Pourquoi avoir choisi de t’engager comme volontaire ?
J’ai choisi de m’engager par désir de découvrir d’autres horizons : j’aime voyager et découvrir d’autres façons de penser, de réagir, découvrir d’autres cultures, et plus précisément expérimenter comment le milieu du handicap se développe dans d’autres pays, la France cette fois-ci. Ayant des compétences en psychologie et en éducation spécialisée, la mission était pile dans mes projets futurs ainsi que dans mes capacités acquises que je souhaitais fortement renforcer.
Un après midi avec Dame Monique
Peux-tu nous décrire ta mission et les actions effectuées ?
L’intitulé de ma mission correspond littéralement à son contenu : une vie partagée avec des personnes en situation d’handicap mental. Je vivais avec des personnes en situation de handicap dans un foyer de vie. Nous devions créer un environnement sécuritaire et de confiance, créer des liens avec les personnes accueillies.
Quand je dis « vivre » c’est vivre dans tous les sens du termes : je dormais dans le foyer, nous partagions les moments de repas, les sorties, les tâches ménagères, la cuisine ainsi que les moments particuliers comme les sorties récréatives, les balades. J’avais un statut d’assistant : avec les collègues, nous étions amenés à accompagner les personnes accueillies dans leurs activités de tous les jours sans pour autant les faire à leur place, et en fonction de leurs profils, les aider dans la mesure du possible à devenir plus autonome.
Les activités effectuées sont diverses et multiples. Cela peut aller de l’accompagnement pour le brossage de dents, par exemple, aux accompagnement aux douches, à faire des courses, faire la cuisine ensemble. La reprise également, quand il y’a des comportements dangereux ou néfastes pour les autres. En résumé des activités de tous les jours. C’était comme vivre avec des petits frères et sœurs qui ont des besoins particuliers.
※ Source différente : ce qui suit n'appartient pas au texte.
use std::collections::HashSet;
use std::sync::Arc;
use std::time::Duration;

use kwatch_core::{TargetFailure, TargetResolver, WatchError, WatchResult};
use kwatch_render::DiffRenderer;
use tokio::task::JoinSet;
use tokio_util::sync::CancellationToken;
use tracing::{error, info, warn};

use crate::session::{SessionReport, WatchSession};

#[derive(Debug, Default)]
pub struct CoordinatorReport {
    pub sessions: Vec<SessionReport>,
    pub failures: Vec<TargetFailure>,
    /// Targets resolved more than once and launched only once.
    pub duplicates: usize,
}

/// Resolves targets and runs one session per target until the shared token
/// is cancelled or every session has stopped.
pub struct Coordinator {
    renderer: Arc<DiffRenderer>,
    timeout: Duration,
    shutdown: CancellationToken,
}

impl Coordinator {
    pub fn new(renderer: Arc<DiffRenderer>, timeout: Duration, shutdown: CancellationToken) -> Self {
        Self { renderer, timeout, shutdown }
    }

    pub async fn run(&self, resolver: &dyn TargetResolver) -> WatchResult<CoordinatorReport> {
        let resolution = resolver.resolve().await?;
        let mut report = CoordinatorReport { failures: resolution.failures, ..Default::default() };
        for f in &report.failures {
            warn!(expression = %f.expression, error = %f.error, "skipping target");
        }
        if resolution.targets.is_empty() && !report.failures.is_empty() {
            let detail: Vec<String> = report.failures.iter().map(|f| format!("{}: {}", f.expression, f.error)).collect();
            return Err(WatchError::Setup(format!("no resources could be watched ({})", detail.join("; "))));
        }

        let mut seen = HashSet::new();
        let mut tasks = JoinSet::new();
        for resolved in resolution.targets {
            if !seen.insert(resolved.target.clone()) {
                report.duplicates += 1;
                warn!(object = %resolved.target, "target listed more than once; watching it once");
                continue;
            }
            let session = WatchSession::new(resolved, Arc::clone(&self.renderer), self.timeout);
            tasks.spawn(session.run(self.shutdown.clone()));
        }

        if tasks.is_empty() {
            info!("nothing to watch; waiting for interrupt");
            self.shutdown.cancelled().await;
            return Ok(report);
        }
        info!(sessions = tasks.len(), timeout = ?self.timeout, "watch sessions launched");

        loop {
            tokio::select! {
                _ = self.shutdown.cancelled() => {
                    info!("shutdown requested; stopping sessions");
                    break;
                }
                joined = tasks.join_next() => match joined {
                    Some(res) => collect(&mut report, res),
                    None => {
                        info!("all sessions stopped");
                        break;
                    }
                },
            }
        }
        // sessions observe the same token, so this drains promptly
        while let Some(res) = tasks.join_next().await {
            collect(&mut report, res);
        }
        Ok(report)
    }
}

fn collect(report: &mut CoordinatorReport, res: Result<SessionReport, tokio::task::JoinError>) {
    match res {
        Ok(r) => report.sessions.push(r),
        Err(e) => error!(error = %e, "watch session task failed"),
    }
}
Quel est ton meilleur souvenir ?
J’en ai une flopée. Si je dois me limiter à ma mission, je citerais en exemple,
- des personnes qui ne me connaissaient pas qui viennent me faire un câlin pour me souhaiter bonne arrivée dès mes premiers jours,
- les moments de loisirs où j’ai appris sur les jeux de sociétés français,
- les discussions avec mon référé qui se souvient des informations sur ma vie et qui me les rappelle de temps en temps,
- le changement de foyer où mes compétences étaient plus demandées,
- les journées de travail à la ferme et dans les serres,
- apprendre à connaître les personnes accueillies qui ne sont pas forcément dans les foyers,
- Remarquer l’attachement réciproque.
Grimaces avec Agathe et le référé de Succès au marché de Noël
Si je ne devais en citer qu’un, ce serait le dernier repas communautaire. Une fois par mois, toute la communauté (qui comprend un nombre de trois foyers, d’un groupe d’externes et du groupe administratif) se réunit autour d’un repas partagé. Mon départ ayant été déjà annoncé à la communauté à ce moment, j’ai décidé de me charger du repas. N’ayant ni le temps, ni la possibilité, ni les finances pour offrir des cadeaux personnalisés, cela constituera mon « merci » à la communauté, et me permettra de faire découvrir un repas togolais à toute la communauté, mes différents foyers ayant été les seuls à en avoir profiter jusqu’à ce moment.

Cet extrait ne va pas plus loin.